His Three Daughters

His Three Daughters

2024, NR, 103 min. Directed by Azazel Jacobs. Starring Natasha Lyonne, Elizabeth Olsen, Carrie Coon, Jovan Adepo, Jasmine Bracey, Jose Febus, Randy Ramos Jr., Jay O. Sanders.

REVIEWED By Kimberley Jones, Fri., Sept. 6, 2024

The bully. The peacemaker. The disappointment. That’s the first impression of “his” three daughters. Dad’s slowly dying in his bedroom, but the camera never goes in there. Instead, we form our opinions of his adult children as they move around the remaining rooms of his New York apartment, readying for his death and trying not to rip each other’s heads off in the process.

Carrie Coon plays eldest Katie, withering in her judgment of her sisters, the hospice workers, her teenage daughter (who only exists off-camera, the target of Katie’s cellphone seething). Elizabeth Olsen is Christine, the baby of the family and a new mom herself, flown in from the West Coast and trying to cling to some shred of Zen. And Natasha Lyonne is middle child Rachel, a sports-betting stoner who stayed close and cared for their father in his last years. Katie pays lip service to this being Rachel’s home now, but that doesn’t stop her from resuming her natural position as the family’s alpha, declaring the apartment a no-weed zone and sending Rachel to smoke pot outdoors in frigid winter. Rachel’s trips downstairs supply the only breath of fresh air; otherwise, His Three Daughters is close to suffocating in its dead-on depiction of a fucked-up family trying but mostly failing at unfucking itself.

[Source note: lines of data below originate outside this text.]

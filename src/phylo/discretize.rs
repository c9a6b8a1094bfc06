use super::{TreeFloat, TreeInt};
use rustc_hash::FxHashSet;
use thiserror::Error;

/// How continuous node heights become integer times.
#[derive(Debug, Default, Clone, Copy, PartialEq)]
pub enum Discretization {
    /// Times are the ranks `1..=n` of the heights (factor 0).
    #[default]
    Ranked,
    /// Times are `ceil(height * factor)`, collisions pushed downwards.
    Timed(TreeFloat),
    /// Like `Timed`, with the factor chosen per tree so that the smallest
    /// gap between consecutive heights maps to one time step.
    TimedAuto,
}

#[derive(Debug, Clone, PartialEq, Error)]
pub enum DiscretizationError {
    #[error(
        "Discretization factor {factor} leaves no free positive time; a larger factor is required."
    )]
    Underflow { factor: TreeFloat },
    #[error("Invalid discretization factor: {0}.")]
    InvalidFactor(TreeFloat),
    #[error("Cannot derive a discretization factor: no positive height gap.")]
    NoPositiveGap,
}

impl Discretization {
    /// Maps a single numeric factor: 0 is rank mode, a positive factor is
    /// timed mode.
    pub fn from_factor(factor: TreeFloat) -> Result<Self, DiscretizationError> {
        if factor == 0e0 {
            Ok(Self::Ranked)
        } else if factor.is_finite() && factor > 0e0 {
            Ok(Self::Timed(factor))
        } else {
            Err(DiscretizationError::InvalidFactor(factor))
        }
    }

    /// The numeric factor, if one is fixed up front.
    pub fn factor(&self) -> Option<TreeFloat> {
        match self {
            Self::Ranked => Some(0e0),
            Self::Timed(factor) => Some(*factor),
            Self::TimedAuto => None,
        }
    }
}

/// Turns heights into distinct positive integer times.
///
/// `heights[i]` is the height of the i-th internal node in tie-breaking
/// order: of two equal heights, the earlier one receives the smaller time.
/// The returned times line up with `heights`. Strictly smaller heights
/// always receive strictly smaller times.
pub fn discretize(
    heights: &[TreeFloat],
    discretization: Discretization,
) -> Result<Vec<TreeInt>, DiscretizationError> {
    let order = ascending_order(heights);
    match discretization {
        Discretization::Ranked => {
            let mut times: Vec<TreeInt> = vec![0; heights.len()];
            for (rank, &i) in order.iter().enumerate() {
                times[i] = rank as TreeInt + 1;
            }
            Ok(times)
        }
        Discretization::Timed(factor) => {
            scale_and_resolve(heights, &order, factor)
        }
        Discretization::TimedAuto => {
            let factor = minimum_gap_factor(heights, &order)?;
            tracing::debug!(factor, "derived discretization factor");
            scale_and_resolve(heights, &order, factor)
        }
    }
}

/// Indices of `heights` sorted ascending; the sort is stable, so ties keep
/// their input order.
fn ascending_order(heights: &[TreeFloat]) -> Vec<usize> {
    let mut order: Vec<usize> = (0..heights.len()).collect();
    order.sort_by(|&a, &b| heights[a].total_cmp(&heights[b]));
    order
}

/// Reciprocal of the smallest positive gap between consecutive heights,
/// counting the leaves' height 0 as the lowest one.
fn minimum_gap_factor(
    heights: &[TreeFloat],
    order: &[usize],
) -> Result<TreeFloat, DiscretizationError> {
    let mut previous: TreeFloat = 0e0;
    let mut minimum_gap = TreeFloat::INFINITY;
    for &i in order {
        let gap = heights[i] - previous;
        if gap > 0e0 && gap < minimum_gap {
            minimum_gap = gap;
        }
        previous = heights[i];
    }

    if minimum_gap.is_finite() {
        Ok(1e0 / minimum_gap)
    } else {
        Err(DiscretizationError::NoPositiveGap)
    }
}

/// Scales every height by `factor`, rounds up, and resolves collisions from
/// the highest node downwards by stepping to the next free smaller integer.
fn scale_and_resolve(
    heights: &[TreeFloat],
    order: &[usize],
    factor: TreeFloat,
) -> Result<Vec<TreeInt>, DiscretizationError> {
    if !(factor.is_finite() && factor > 0e0) {
        return Err(DiscretizationError::InvalidFactor(factor));
    }

    let mut times: Vec<TreeInt> = vec![0; heights.len()];
    let mut taken: FxHashSet<TreeInt> = FxHashSet::default();
    for &i in order.iter().rev() {
        let scaled = (heights[i] * factor).ceil();
        if scaled.is_nan() || scaled < 1e0 {
            return Err(DiscretizationError::Underflow { factor });
        }

        let mut time = scaled as TreeInt;
        while taken.contains(&time) {
            time -= 1;
        }
        if time < 1 {
            return Err(DiscretizationError::Underflow { factor });
        }

        let _ = taken.insert(time);
        times[i] = time;
    }

    Ok(times)
}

Indie filmmaker Azazel Jacobs (The Lovers, Terri) has assembled so many tender spots – sibling estrangement, dead moms, dying dads, the sad drudgery of hospice care, the messed-up family dynamics we reproduce in successive generations – that you might reasonably wrap the entire film in a trigger warning for anyone who’s ever had a family, full-stop. But it – his deft script, their aching performances – is absolutely worth the trauma watch.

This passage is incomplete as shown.